Rep. Jesse Jackson Jr.’s office says the Democratic Chicago congressman is struggling with “physical and emotional ailments” worse than previously known.


In this Oct. 16, 2011 file photo, Rep. Jesse Jackson, Jr. is seen during the dedication of the Martin Luther King Jr. Memorial in Washington. (Charles Dharapak - Associated Press)
Jackson, 47, has been treated for what his office last week called ”exhaustion.” Now, his office says, things have deteriorated, though a statement declined to say specifically what was ailing Jackson, the son of the civil rights figure and former presidential candidate of the same name.

“Recently, we have been made aware that he has grappled with certain physical and emotional ailments privately for a long period of time,” the statement reads. “At present, he is undergoing further evaluation and treatment at an in-patient medical facility. According to the preliminary diagnosis from his doctors, Congressman Jackson will need to receive extended in-patient treatment as well as continuing medical treatment thereafter. We ask that you keep Congressman Jackson and his family in your thoughts and prayers during this difficult period.”

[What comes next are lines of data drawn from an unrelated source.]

//! Server check scenarios against an in-memory runtime.
//!
//! Each check provisions its own server container and must leave nothing
//! behind, whether its assertions hold or not.

#![allow(clippy::expect_used, clippy::unwrap_used)]

use std::path::Path;
use std::time::Duration;

use dockcheck_common::config::{BudgetSpec, HarnessConfig, ProbeBudgets};
use dockcheck_common::constants::SERVER_DATA_DIRS;
use dockcheck_common::error::HarnessError;
use dockcheck_common::types::ImageRef;
use dockcheck_harness::checks::ServerChecks;
use dockcheck_probe::fake::{Method, ScriptedHttp};
use dockcheck_runtime::backend::ProcessEntry;
use dockcheck_runtime::exec::ExecOutput;
use dockcheck_runtime::fake::FakeRuntime;

const IMAGE: &str = "sha256:server";
const PLUGIN_INFO: &str = "/go/api/admin/plugin_info";

fn config(fixture: &Path) -> HarnessConfig {
    let mut config = HarnessConfig {
        budgets: ProbeBudgets {
            endpoint_up: BudgetSpec::fixed(3, Duration::ZERO),
            node_count: BudgetSpec::fixed(3, Duration::ZERO),
            terminal_state: BudgetSpec::fixed(3, Duration::ZERO),
        },
        ..HarnessConfig::default()
    };
    config.server.fixture_dir = Some(fixture.to_path_buf());
    config
}

fn fixture() -> tempfile::TempDir {
    let dir = tempfile::tempdir().unwrap();
    for name in SERVER_DATA_DIRS {
        std::fs::create_dir(dir.path().join(name)).unwrap();
    }
    dir
}

fn runtime() -> FakeRuntime {
    FakeRuntime::new()
        .with_image(IMAGE, "gocd/gocd-server:v17.3.0")
        .with_exposed_ports(&["8153/tcp", "8154/tcp"])
        .with_exec_output(ExecOutput {
            stdout: "go-working-dir\ngodata\n".into(),
            ..ExecOutput::default()
        })
        .with_processes(vec![
            ProcessEntry {
                pid: "1".into(),
                command: "/sbin/tini -- /docker-entrypoint.sh".into(),
            },
            ProcessEntry {
                pid: "97".into(),
                command: "java -Xms1g -Xmx2g -jar /go-server/go.jar".into(),
            },
        ])
}

fn server_up() -> ScriptedHttp {
    ScriptedHttp::new()
        .refuse_get("/go")
        .on_get("/go", 200, "")
        .on_get("/go/api/admin/pipelines/up42", 200, r#"{"name":"up42"}"#)
        .on_get(
            PLUGIN_INFO,
            200,
            r#"{"_embedded":{"plugin_info":[{"id":"yaml.config.plugin"},{"id":"github.pr"}]}}"#,
        )
}

// ── Passing checks ───────────────────────────────────────────────────

#[test]
fn all_checks_pass_and_release_their_containers() {
    let fixture = fixture();
    let mut config = config(fixture.path());
    config.server.fixture_pipeline = Some("up42".into());
    config.expected_plugins = vec!["github.pr".into()];
    let rt = runtime();
    let http = server_up();

    let outcomes = ServerChecks::new(&rt, &http, &config)
        .unwrap()
        .run_all(&ImageRef::new(IMAGE))
        .unwrap();

    let names: Vec<&str> = outcomes.iter().map(|o| o.name).collect();
    assert_eq!(names, ["container-layout", "bindings", "memory-settings"]);
    assert_eq!(rt.containers().len(), 3);
    assert!(rt.live_containers().is_empty());

    let config_requests = http
        .requests()
        .into_iter()
        .filter(|r| r.url.ends_with("/pipelines/up42"))
        .collect::<Vec<_>>();
    assert_eq!(config_requests.len(), 1);
    assert!(
        config_requests[0]
            .headers
            .iter()
            .any(|(k, v)| k == "Accept" && v == "application/vnd.go.cd.v3+json")
    );
}

#[test]
fn memory_check_passes_settings_through_env() {
    let fixture = fixture();
    let config = config(fixture.path());
    let rt = runtime();
    let http = server_up();

    let outcome = ServerChecks::new(&rt, &http, &config)
        .unwrap()
        .memory_settings(&ImageRef::new(IMAGE))
        .unwrap();

    assert_eq!(outcome.assertions, ["server runs with -Xms1g -Xmx2g"]);
    let spec = &rt.containers()[0].spec;
    assert_eq!(spec.env.get("SERVER_MEM"), Some("1g"));
    assert_eq!(spec.env.get("SERVER_MAX_MEM"), Some("2g"));
    assert!(spec.volumes.is_empty());
}

#[test]
fn layout_check_publishes_nothing() {
    let fixture = fixture();
    let config = config(fixture.path());
    let rt = runtime();
    let http = ScriptedHttp::new();

    let _ = ServerChecks::new(&rt, &http, &config)
        .unwrap()
        .container_layout(&ImageRef::new(IMAGE))
        .unwrap();

    let spec = &rt.containers()[0].spec;
    assert!(spec.ports.is_empty());
    assert!(spec.volumes.is_empty());
    assert_eq!(http.count(Method::Get, "/go"), 0);
}

// ── Failing checks ───────────────────────────────────────────────────

#[test]
fn unpopulated_data_directory_fails_bindings() {
    let empty = tempfile::tempdir().unwrap();
    let config = config(empty.path());
    let rt = runtime();
    let http = server_up();

    let err = ServerChecks::new(&rt, &http, &config)
        .unwrap()
        .bindings(&ImageRef::new(IMAGE))
        .unwrap_err();

    assert!(matches!(err, HarnessError::Assertion { .. }));
    assert!(rt.live_containers().is_empty());
}

#[test]
fn missing_plugin_fails_bindings() {
    let fixture = fixture();
    let mut config = config(fixture.path());
    config.expected_plugins = vec!["cd.go.contrib.elastic-agent.docker".into()];
    let rt = runtime();
    let http = server_up();

    let err = ServerChecks::new(&rt, &http, &config)
        .unwrap()
        .bindings(&ImageRef::new(IMAGE))
        .unwrap_err();

    assert!(err.to_string().contains("cd.go.contrib.elastic-agent.docker"));
    assert!(rt.live_containers().is_empty());
}

#[test]
fn silent_server_exhausts_and_is_removed() {
    let fixture = fixture();
    let config = config(fixture.path());
    let rt = runtime();
    let http = ScriptedHttp::new().refuse_get("/go");

    let err = ServerChecks::new(&rt, &http, &config)
        .unwrap()
        .memory_settings(&ImageRef::new(IMAGE))
        .unwrap_err();

    assert!(matches!(err, HarnessError::Exhaustion { attempts: 3, .. }));
    assert_eq!(http.count(Method::Get, "/go"), 3);
    assert!(rt.live_containers().is_empty());
}

#[test]
fn wrong_jvm_arguments_fail_memory_check() {
    let fixture = fixture();
    let config = config(fixture.path());
    let rt = runtime().with_processes(vec![ProcessEntry {
        pid: "97".into(),
        command: "java -Xms512m -jar /go-server/go.jar".into(),
    }]);
    let http = server_up();

    let err = ServerChecks::new(&rt, &http, &config)
        .unwrap()
        .memory_settings(&ImageRef::new(IMAGE))
        .unwrap_err();

    assert!(matches!(err, HarnessError::Assertion { .. }));
    assert!(rt.live_containers().is_empty());
}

Jackson is a 17-year congressman who defeated former congresswoman Debbie Halvorson in a primary in March in a new district that stretched into more rural areas of the Chicagoland area that Halvorson used the represent.

Given his district’s heavy Democratic lean, he’s a cinch for reelection even if he can’t actively campaign for an extended period of time.

Rep. Bobby Rush (D-Ill.), Jackson’s Chicago colleague, told The Post’s Ed O’Keefe recently that he thought the ups and downs of congressional life merely got to Jackson.

“The man said that he is exhausted; even Christ has to step away from the multitudes in order to refresh,” Rush said. “He is very wise to do that.

“To me, it’s not a big thing. His health is what’s more important right now.”

Democratic strategist David Heller, who worked on Jackson’s 1995 special election campaign and his 2012 primary, said the congressman didn’t seem exahusted during the campaign.

“The thing with Jesse is that he loves people so much,” Heller said. “When I see him out there in his district mingling with people, he comes across exactly the opposite. He comes across as energetic, enthusiastic and excited about his opportunities in Congress.”

But the announcement is the latest in a long line of troubles for the civil rights scion. Previously, Jackson and his wife acknowledged that he had engaged in an inappropriate relationship, and Jackson has also been linked to convicted former governor Rod Blagojevich’s (D) efforts to sell the open Senate seat vacated by President Obama in 2009 (though he has not been charged with wrongdoing).

Through all of it, Jackson has stayed tight-lipped, and in a recent months and years, the once-outspoken Democrat has shied from the spotlight.

Jackson had been considered a rising star in Democratic circles, with potential statewide or mayoral ambitions, but as the Chicago Sun-Times reported last week, his problems have put a serious hold on all of that.